The Academy was built to function more as a business office environment rather than a traditional high school, intending to immerse students in a professional workplace setting. Differing features include the absence of lockers (typical classroom materials such as textbooks are not used in lieu of digital alternatives), the inclusion of several windows into each classroom (built for visitors to observe students utilizing the technologies of the building), and the built-in infrastructure of the school allowing for the use of many electronic devices in each room (i.e. multiple electrical outlets and Ethernet ports). The school does not utilize bells to transition from class to class and instead enables students to manage their time between classes.

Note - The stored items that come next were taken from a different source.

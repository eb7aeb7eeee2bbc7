use crate::paths::PathConfig;

/// One unit file to install: its file name under `systemd/<version>/` (and,
/// by symlink, under the host supervisor's unit directory) and its rendered
/// contents.
#[derive(Debug, Clone)]
pub struct UnitFile {
    pub file_name: String,
    pub contents: String,
}

/// Renders the unit files for a version (spec §4.4 step 5/9: "same
/// templates as install, parameterized by version and service user"). The
/// exact unit file contents are an external-collaborator concern (spec §1
/// Non-goals list wire protocols and ABIs as out of scope, and unit-file
/// wording is template detail of the same kind); the installer only needs
/// the rendered bytes and a destination file name.
pub trait UnitRenderer: Send + Sync {
    fn render(&self, version: &str, paths: &PathConfig) -> Vec<UnitFile>;
}

#[cfg(test)]
pub(crate) struct FixedUnitRenderer {
    pub units: Vec<UnitFile>,
}

#[cfg(test)]
impl UnitRenderer for FixedUnitRenderer {
    fn render(&self, _version: &str, _paths: &PathConfig) -> Vec<UnitFile> {
        self.units.clone()
    }
}
//! Registrar (node init): a linear, idempotent, 7-step procedure that
//! brings a fresh node from "keys on disk" to "registered, approved,
//! proof-set ready" and emits a persisted config file (spec §4.6).
//!
//! Steps 1-2 (validate operator inputs, assemble and start the
//! dependency-injection container) are [`inputs`] and [`container`];
//! steps 3-7 (on-chain registration through config rendering) are
//! [`registrar::register_node`], re-entrant against the on-disk
//! [`state::RegistrationState`] so a crashed or re-run procedure only
//! does the work that didn't already land.

mod config_doc;
mod container;
mod error;
mod inputs;
mod proof_set;
mod registrar;
mod state;

pub use config_doc::{ConfigDocumentInputs, render_config_document, write_config_document};
pub use container::{NodeContainer, PdpService};
pub use error::{PdpError, RegistrarError};
pub use inputs::{NetworkSelection, RawOperatorInputs, ValidatedInputs, validate_operator_inputs};
pub use proof_set::{ProofSetError, ProofSetId, ProofSetService};
pub use registrar::{ChainConfirmationConfig, ContractAddresses, RegisteredNode, operator_did, register_node};
pub use state::{ProofRecord, RegistrationState, STATE_FILE_NAME};
//! Host environment fingerprinting for Piri.
//!
//! The installer (`piri-installer`) needs `{os, arch}` to pick the right
//! release asset (spec §4.4 "Installer"); the Service-Manager
//! (`piri-service`) needs to know which init system it's talking to and
//! whether privilege elevation is available before it shells out to a
//! supervisor. This crate answers both questions without either crate
//! needing to know how the detection works.

use std::env;

use anyhow::Result;
use serde::{Deserialize, Serialize};

/// The `{os, arch}` pair used to select a release asset and to name the
/// on-disk install directory (spec §4.4: versioned layout keyed by
/// platform triple).
#[derive(Debug, Clone, PartialEq, Eq, Serialize, Deserialize)]
pub struct Platform {
    pub os: String,
    pub arch: String,
}

impl Platform {
    /// The platform this binary is currently running on.
    pub fn current() -> Self {
        Self {
            os: env::consts::OS.to_string(),
            arch: env::consts::ARCH.to_string(),
        }
    }

    /// The release-asset naming convention: `{os}-{arch}`, e.g. `linux-x86_64`.
    pub fn triple(&self) -> String {
        format!("{}-{}", self.os, self.arch)
    }

    /// The architecture token the release feed's asset names use
    /// (`amd64`/`arm64`), distinct from Rust's own `x86_64`/`aarch64`
    /// `env::consts::ARCH` spelling (spec §6 "Release feed").
    pub fn release_arch_token(&self) -> Option<&'static str> {
        match self.arch.as_str() {
            "x86_64" => Some("amd64"),
            "aarch64" | "arm64" => Some("arm64"),
            _ => None,
        }
    }

    /// The release feed's OS family grouping: Linux-family hosts publish a
    /// single `linux` asset per arch; macOS hosts publish one universal
    /// `mac_os_all` asset (spec §6).
    pub fn release_os_family(&self) -> Option<&'static str> {
        match self.os.as_str() {
            "linux" => Some("linux"),
            "macos" => Some("mac_os_all"),
            _ => None,
        }
    }
}

impl std::fmt::Display for Platform {
    fn fmt(&self, f: &mut std::fmt::Formatter<'_>) -> std::fmt::Result {
        write!(f, "{}", self.triple())
    }
}

/// The init system the Service-Manager is talking to. Only `systemd` is
/// implemented by the production `SystemExecutor`-backed service manager;
/// anything else is reported so install can fail fast with a clear error
/// rather than silently no-op every service operation.
#[derive(Debug, Clone, Copy, PartialEq, Eq, Serialize, Deserialize)]
pub enum InitSystem {
    Systemd,
    Unknown,
}

impl std::fmt::Display for InitSystem {
    fn fmt(&self, f: &mut std::fmt::Formatter<'_>) -> std::fmt::Result {
        match self {
            InitSystem::Systemd => write!(f, "systemd"),
            InitSystem::Unknown => write!(f, "unknown"),
        }
    }
}

/// Detects the running init system. `/run/systemd/system` existing is the
/// canonical systemd-presence check (used by systemd itself and by
/// `ps`/`deb-systemd-helper`); falling back to a `systemctl` lookup on
/// `PATH` covers containers where `/run` isn't bind-mounted.
pub fn detect_init_system() -> InitSystem {
    if std::path::Path::new("/run/systemd/system").exists() {
        return InitSystem::Systemd;
    }
    if which::which("systemctl").is_ok() {
        return InitSystem::Systemd;
    }
    InitSystem::Unknown
}

/// Whether the current process is running as root (UID 0). The installer
/// needs this to decide whether it can write to `/etc`/`/opt` directly or
/// must go through `sudo` (spec §4.4 prerequisite checks).
#[cfg(unix)]
pub fn is_root() -> bool {
    nix::unistd::geteuid().is_root()
}

#[cfg(not(unix))]
pub fn is_root() -> bool {
    false
}

/// Whether `sudo` is available for privilege elevation (spec §4.3 Service-
/// Manager "restart with elevated privilege").
pub fn supports_elevation() -> bool {
    which::which("sudo").is_ok()
}

/// A snapshot of everything the installer's prerequisite check (spec
/// §4.4 step 1) needs to evaluate before attempting an install or update.
#[derive(Debug, Clone, Serialize, Deserialize)]
pub struct HostEnvironment {
    pub platform: Platform,
    pub init_system: InitSystem,
    pub is_root: bool,
    pub can_elevate: bool,
}

impl HostEnvironment {
    pub fn detect() -> Result<Self> {
        Ok(Self {
            platform: Platform::current(),
            init_system: detect_init_system(),
            is_root: is_root(),
            can_elevate: supports_elevation(),
        })
    }

    /// True when the installer can proceed without asking the operator to
    /// re-run as root or install `sudo` first.
    pub fn has_sufficient_privilege(&self) -> bool {
        self.is_root || self.can_elevate
    }
}

#[cfg(test)]
mod tests {
    use super::*;

    #[test]
    fn platform_triple_format() {
        let p = Platform { os: "linux".to_string(), arch: "x86_64".to_string() };
        assert_eq!(p.triple(), "linux-x86_64");
        assert_eq!(p.to_string(), "linux-x86_64");
    }

    #[test]
    fn release_arch_token_maps_rust_arch_to_feed_convention() {
        let p = Platform { os: "linux".to_string(), arch: "x86_64".to_string() };
        assert_eq!(p.release_arch_token(), Some("amd64"));
        let p = Platform { os: "linux".to_string(), arch: "aarch64".to_string() };
        assert_eq!(p.release_arch_token(), Some("arm64"));
        let p = Platform { os: "linux".to_string(), arch: "mips".to_string() };
        assert_eq!(p.release_arch_token(), None);
    }

    #[test]
    fn release_os_family_maps_macos_to_universal_token() {
        let p = Platform { os: "macos".to_string(), arch: "aarch64".to_string() };
        assert_eq!(p.release_os_family(), Some("mac_os_all"));
        let p = Platform { os: "windows".to_string(), arch: "x86_64".to_string() };
        assert_eq!(p.release_os_family(), None);
    }

    #[test]
    fn platform_current_is_non_empty() {
        let p = Platform::current();
        assert!(!p.os.is_empty());
        assert!(!p.arch.is_empty());
    }

    #[test]
    fn init_system_display() {
        assert_eq!(InitSystem::Systemd.to_string(), "systemd");
        assert_eq!(InitSystem::Unknown.to_string(), "unknown");
    }

    #[test]
    fn detect_init_system_runs() {
        let _ = detect_init_system();
    }

    #[test]
    fn host_environment_detect_runs() {
        let env = HostEnvironment::detect().expect("detect");
        assert!(!env.platform.os.is_empty());
    }

    #[test]
    fn has_sufficient_privilege_true_when_root() {
        let env = HostEnvironment {
            platform: Platform::current(),
            init_system: InitSystem::Systemd,
            is_root: true,
            can_elevate: false,
        };
        assert!(env.has_sufficient_privilege());
    }

    #[test]
    fn has_sufficient_privilege_false_when_neither() {
        let env = HostEnvironment {
            platform: Platform::current(),
            init_system: InitSystem::Unknown,
            is_root: false,
            can_elevate: false,
        };
        assert!(!env.has_sufficient_privilege());
    }
}
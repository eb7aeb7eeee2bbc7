//! Administers a running node over its authenticated admin HTTP surface
//! (spec §6): status, log-level control, config get/patch/reload, and
//! settlement/withdrawal. Built the same way
//! `piri_installer::HttpNodeStatusClient` talks to the same surface —
//! bearer-auth over `reqwest`, failures carried as `anyhow::Error` rather
//! than a typed error enum, since every caller here is this binary's own
//! `main`.

use std::collections::HashMap;

use anyhow::{Context, Result, bail};
use clap::{Args, Subcommand};
use serde::Serialize;
use serde_json::Value;

#[derive(Args)]
pub struct AdminArgs {
    /// The node's own admin HTTP base URL, e.g. `http://127.0.0.1:8080`.
    #[arg(long, global = true)]
    base_url: String,
    /// Bearer token for the node's admin surface.
    #[arg(long, global = true)]
    token: String,
    #[command(subcommand)]
    command: AdminCommand,
}

#[derive(Subcommand)]
enum AdminCommand {
    /// `GET /admin/status`.
    Status,
    Config(ConfigArgs),
    Log(LogArgs),
    Payment(PaymentArgs),
}

#[derive(Args)]
struct ConfigArgs {
    #[command(subcommand)]
    command: ConfigCommand,
}

#[derive(Subcommand)]
enum ConfigCommand {
    /// `GET /admin/config`.
    Get,
    /// `PATCH /admin/config`.
    Patch {
        /// A `key=value` pair; repeat for multiple keys.
        #[arg(long = "set", value_parser = parse_key_val)]
        updates: Vec<(String, String)>,
        /// Persist the change to the on-disk config file.
        #[arg(long)]
        persist: bool,
    },
    /// `POST /admin/config/reload`.
    Reload,
}

#[derive(Args)]
struct LogArgs {
    #[command(subcommand)]
    command: LogCommand,
}

#[derive(Subcommand)]
enum LogCommand {
    /// `GET /admin/log/list`.
    List,
    /// `POST /admin/log/set`.
    Set {
        #[arg(long)]
        system: String,
        #[arg(long)]
        level: String,
    },
    /// `POST /admin/log/set-regex`.
    SetRegex {
        #[arg(long)]
        expression: String,
        #[arg(long)]
        level: String,
    },
}

#[derive(Args)]
struct PaymentArgs {
    #[command(subcommand)]
    command: PaymentCommand,
}

#[derive(Subcommand)]
enum PaymentCommand {
    /// `GET /admin/payment/account`.
    Account,
    /// `GET /admin/payment/settle/{id}/estimate`.
    SettleEstimate { rail_id: u64 },
    /// `POST /admin/payment/settle/{id}`.
    Settle { rail_id: u64 },
    /// `GET /admin/payment/settle/{id}/status`.
    SettleStatus { rail_id: u64 },
    /// `POST /admin/payment/withdraw/estimate`.
    WithdrawEstimate {
        /// Base-unit amount to withdraw; omit to estimate the full balance.
        #[arg(long)]
        amount: Option<String>,
    },
    /// `POST /admin/payment/withdraw`.
    Withdraw {
        #[arg(long)]
        amount: Option<String>,
    },
    /// `GET /admin/payment/withdraw/status`.
    WithdrawStatus,
}

fn parse_key_val(s: &str) -> Result<(String, String), String> {
    let (key, value) = s.split_once('=').ok_or_else(|| format!("expected key=value, got {s:?}"))?;
    Ok((key.to_string(), value.to_string()))
}

struct AdminClient {
    http: reqwest::Client,
    base_url: String,
    token: String,
}

impl AdminClient {
    fn new(base_url: String, token: String) -> Result<Self> {
        let http = reqwest::Client::builder().build().context("failed to build admin HTTP client")?;
        Ok(Self { http, base_url, token })
    }

    fn url(&self, path: &str) -> String {
        format!("{}/admin{}", self.base_url.trim_end_matches('/'), path)
    }

    async fn get(&self, path: &str) -> Result<Value> {
        let response = self.http.get(self.url(path)).bearer_auth(&self.token).send().await?;
        Self::parse(response).await
    }

    async fn post_json<B: Serialize>(&self, path: &str, body: &B) -> Result<Value> {
        let response = self.http.post(self.url(path)).bearer_auth(&self.token).json(body).send().await?;
        Self::parse(response).await
    }

    async fn post_empty(&self, path: &str) -> Result<Value> {
        let response = self.http.post(self.url(path)).bearer_auth(&self.token).send().await?;
        Self::parse(response).await
    }

    async fn patch_json<B: Serialize>(&self, path: &str, body: &B) -> Result<Value> {
        let response = self.http.patch(self.url(path)).bearer_auth(&self.token).json(body).send().await?;
        Self::parse(response).await
    }

    async fn parse(response: reqwest::Response) -> Result<Value> {
        let status = response.status();
        let bytes = response.bytes().await.context("failed to read admin response body")?;
        if !status.is_success() {
            let message = serde_json::from_slice::<Value>(&bytes)
                .ok()
                .and_then(|v| v.get("error").and_then(|e| e.as_str().map(str::to_string)))
                .unwrap_or_else(|| String::from_utf8_lossy(&bytes).into_owned());
            bail!("admin request failed ({status}): {message}");
        }
        if bytes.is_empty() { Ok(Value::Null) } else { serde_json::from_slice(&bytes).context("failed to parse admin response") }
    }
}

pub async fn run(args: AdminArgs) -> Result<()> {
    let client = AdminClient::new(args.base_url, args.token)?;

    let result = match args.command {
        AdminCommand::Status => client.get("/status").await?,
        AdminCommand::Config(config) => match config.command {
            ConfigCommand::Get => client.get("/config").await?,
            ConfigCommand::Patch { updates, persist } => {
                let updates: HashMap<String, String> = updates.into_iter().collect();
                client.patch_json("/config", &serde_json::json!({ "updates": updates, "persist": persist })).await?
            }
            ConfigCommand::Reload => client.post_empty("/config/reload").await?,
        },
        AdminCommand::Log(log) => match log.command {
            LogCommand::List => client.get("/log/list").await?,
            LogCommand::Set { system, level } => {
                client.post_json("/log/set", &serde_json::json!({ "system": system, "level": level })).await?
            }
            LogCommand::SetRegex { expression, level } => {
                client.post_json("/log/set-regex", &serde_json::json!({ "expression": expression, "level": level })).await?
            }
        },
        AdminCommand::Payment(payment) => match payment.command {
            PaymentCommand::Account => client.get("/payment/account").await?,
            PaymentCommand::SettleEstimate { rail_id } => client.get(&format!("/payment/settle/{rail_id}/estimate")).await?,
            PaymentCommand::Settle { rail_id } => client.post_empty(&format!("/payment/settle/{rail_id}")).await?,
            PaymentCommand::SettleStatus { rail_id } => client.get(&format!("/payment/settle/{rail_id}/status")).await?,
            PaymentCommand::WithdrawEstimate { amount } => {
                client.post_json("/payment/withdraw/estimate", &serde_json::json!({ "amount": amount })).await?
            }
            PaymentCommand::Withdraw { amount } => {
                client.post_json("/payment/withdraw", &serde_json::json!({ "amount": amount })).await?
            }
            PaymentCommand::WithdrawStatus => client.get("/payment/withdraw/status").await?,
        },
    };

    println!("{}", serde_json::to_string_pretty(&result)?);
    Ok(())
}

In 2004, The Academy of Irving ISD became a stand-alone campus without dependency on the other high schools. The students and staff chose its school colors as silver, black, and white, borrowing the secondary colors of the three traditional Irving ISD high schools, silver from Nimitz High School, black from Irving High School, and white from MacArthur High School.

A non-spectator gymnasium and 500-seat performing arts center were added in 2009, increasing the opportunities for physical education and fine arts programs offered at the school.

The school was renamed on May 18, 2009, to honor retiring superintendent Jack Erwin Singley.

The student body selected the phoenix as the official school mascot at the end of the 2014-2015 school year. Work on the formation of the mascot began early in the 2014-2015 school year with former principal Dr.Tamy Smalskas and the student-led Senior Class Officer organization. A committee consisting of students, administration, teachers, parents, and faculty members helped curate ideas for mascots.

At the Irving ISD high school graduation ceremony of the 2014–15 school year, student committee member, and member of the Senior Class Officers, Elisha Lucero gave a speech introducing the new mascot to the district and community.

===Design===
Designed by Powell/PSP Architects, the school is embedded into a hillside, which enabled at-grade access to each of the building's three stories. The building is organized around "Main Street", a mall-like circulation spine with abundant natural light and a 3-story atrium, with direct access to a food court and other fully functioning "real world" facilities in which students from a related Academy could work and study, including medical and dental clinics, a municipal courtroom, and a retail store for students. Planned but never built was a daycare center. The school was designed to accommodate the District's new policy, which was first implemented here, of providing every student with a laptop computer.

===Awards===
Its advanced design was recognized with several awards: the 2004 CEFPI James D. MacConnell Award for Excellence in Design (finalist), Walter Taylor Architecture Award Outstanding Educational Environment - 2003, American Institute of Architects / American Association of School Administrators / CEFPI; Project of Distinction Award - 2002, CEFPI; Design Award / School Architecture Exhibit - 2002, Texas Association of School Boards / Texas Association of School Administrators; Impact on Learning Award - 2002 School Planning & Management / CEFPI.